# Life in Puritan Banbury



## VirginiaHuguenot (Oct 4, 2008)

From the introduction to Willem Teellinck's _Redeeming the Time_:



> Teellinck gives a revealing pen-picture of his stay at Banbury in the early part of his life. He tells how each person in the family rose early, and first prayed to the Lord and read a chapter of His Word, the servants in the house being allowed time to do the same.
> 
> Having begun the day like this, each person followed his calling till noon, and then the whole household assembled, young and old, and read together a chapter from the Bible, then kneeled together in prayer, at table, the Lord's blessing having been sought on the meal prepared, they spoke together of what each one had noted in the chapter read. Sometimes they also had questions before them, which each person in turn could raise a day or two before, and to which they would then answer at table, according to the gifts he possessed. After the meal they sang a psalm together, and so returned to work. Then they went through the same procedure before and at the evening meal.
> 
> ...


----------



## VirginiaHuguenot (Oct 4, 2008)

There is a well-known children's nursery rhyme:



> Ride a c o c k horse to Banbury Cross.
> To see a fine lady upon a white horse,
> Rings on her fingers and bells on her toes,
> She shall have music wherever she goes.

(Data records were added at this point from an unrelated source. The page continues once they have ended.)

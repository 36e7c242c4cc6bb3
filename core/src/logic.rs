//! Gate-level building blocks for binary arithmetic.
//!
//! Every function here works on bits stored most-significant first, the same order a
//! [`BitSequence`](crate::BitSequence) uses. Multi-bit operations walk the inputs from the least
//! significant end and thread a carry through a chain of full-adders, exactly as a ripple-carry
//! circuit would.

/// Exclusive-or of two bits.
#[inline]
pub fn xor(a: bool, b: bool) -> bool {
    (a || b) && !(a && b)
}

/// Sums two bits without a carry-in. Returns `(sum, carry_out)`.
#[inline]
pub fn half_adder(a: bool, b: bool) -> (bool, bool) {
    (xor(a, b), a && b)
}

/// Sums two bits and a carry-in by chaining two half-adders. Returns `(sum, carry_out)`.
#[inline]
pub fn full_adder(carry_in: bool, a: bool, b: bool) -> (bool, bool) {
    let (partial_sum, partial_carry) = half_adder(a, b);
    let (sum, carry) = half_adder(carry_in, partial_sum);
    (sum, carry || partial_carry)
}

/// Adds two equal-length bit vectors with a ripple-carry adder.
///
/// If a carry is left after the most significant position it is prepended, so the result is
/// either `a.len()` or `a.len() + 1` bits long.
///
/// # Panics
///
/// If `a` and `b` differ in length; operands are never padded implicitly.
pub fn ripple_add(a: &[bool], b: &[bool], carry_in: bool) -> Vec<bool> {
    assert_eq!(
        a.len(),
        b.len(),
        "ripple_add operands must have the same number of bits"
    );

    let mut result = Vec::with_capacity(a.len() + 1);
    let mut carry = carry_in;
    for (&bit_a, &bit_b) in a.iter().rev().zip(b.iter().rev()) {
        let (sum, carry_out) = full_adder(carry, bit_a, bit_b);
        result.push(sum);
        carry = carry_out;
    }
    if carry {
        result.push(true);
    }

    result.reverse();
    result
}

/// Bitwise NOT.
pub fn invert(bits: &[bool]) -> Vec<bool> {
    bits.iter().map(|bit| !bit).collect()
}

/// Two's complement: invert every bit, then add one.
///
/// The result always has `bits.len()` bits. The only input that carries out of the most
/// significant position is the all-zero pattern, whose complement is itself.
pub fn twos_complement(bits: &[bool]) -> Vec<bool> {
    if bits.is_empty() {
        return Vec::new();
    }

    let mut one = vec![false; bits.len()];
    one[bits.len() - 1] = true;

    let mut result = ripple_add(&invert(bits), &one, false);
    if result.len() > bits.len() {
        result.remove(0);
    }
    result
}

/// Subtracts `b` from `a` by adding the two's complement of `b`.
///
/// Like [`ripple_add`], the result may carry one extra leading bit; callers truncate as their
/// signedness requires.
pub fn ripple_subtract(a: &[bool], b: &[bool]) -> Vec<bool> {
    ripple_add(a, &twos_complement(b), false)
}
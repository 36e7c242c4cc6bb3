use std::fmt;

use serde::Deserialize;

use super::Config;

/// Defaults applied when a bit sequence is built without an explicit width or signedness.
#[derive(Debug, Copy, Clone, PartialEq, Eq, Deserialize)]
#[serde(default)]
pub struct ArithConfig {
    pub width: usize,
    pub signed: bool,
}

impl Default for ArithConfig {
    fn default() -> Self {
        Self {
            width: 8,
            signed: false,
        }
    }
}

impl fmt::Display for ArithConfig {
    fn fmt(&self, f: &mut fmt::Formatter<'_>) -> fmt::Result {
        let signedness = if self.signed { "signed" } else { "unsigned" };
        write!(f, "{}-bit {signedness}", self.width)
    }
}

impl Config for ArithConfig {
    const PREFIX: &'static str = "ARITH";
}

said by some to be about Queen Elizabeth I taking a pilgrimage to one of the famous crosses in Banbury. That cross was destroyed by Puritans in 1602.


----------



## VirginiaHuguenot (Oct 5, 2008)

William Whately, Banbury Puritan minister, _Sinne no more_ (1628), p. 23:



> I beseech you (brethren) let there be none, no not one amongst you, that out of a malicious desire to scourge pietie, so nicke-named, vpon our sides, shall mocke at Puritanisme, vpon occasion of this hand of God which he hath stretched out against vs, whom the world hath pleased, but falsely, to terme Puritans.


----------



## VirginiaHuguenot (Oct 28, 2008)

William Whately had a daughter baptized in 1604 with the name Hopeful. I picked up this trivia reading a book about Puritan names and the correlation was to John Bunyan's Hopeful character in _Pilgrim's Progress_.


----------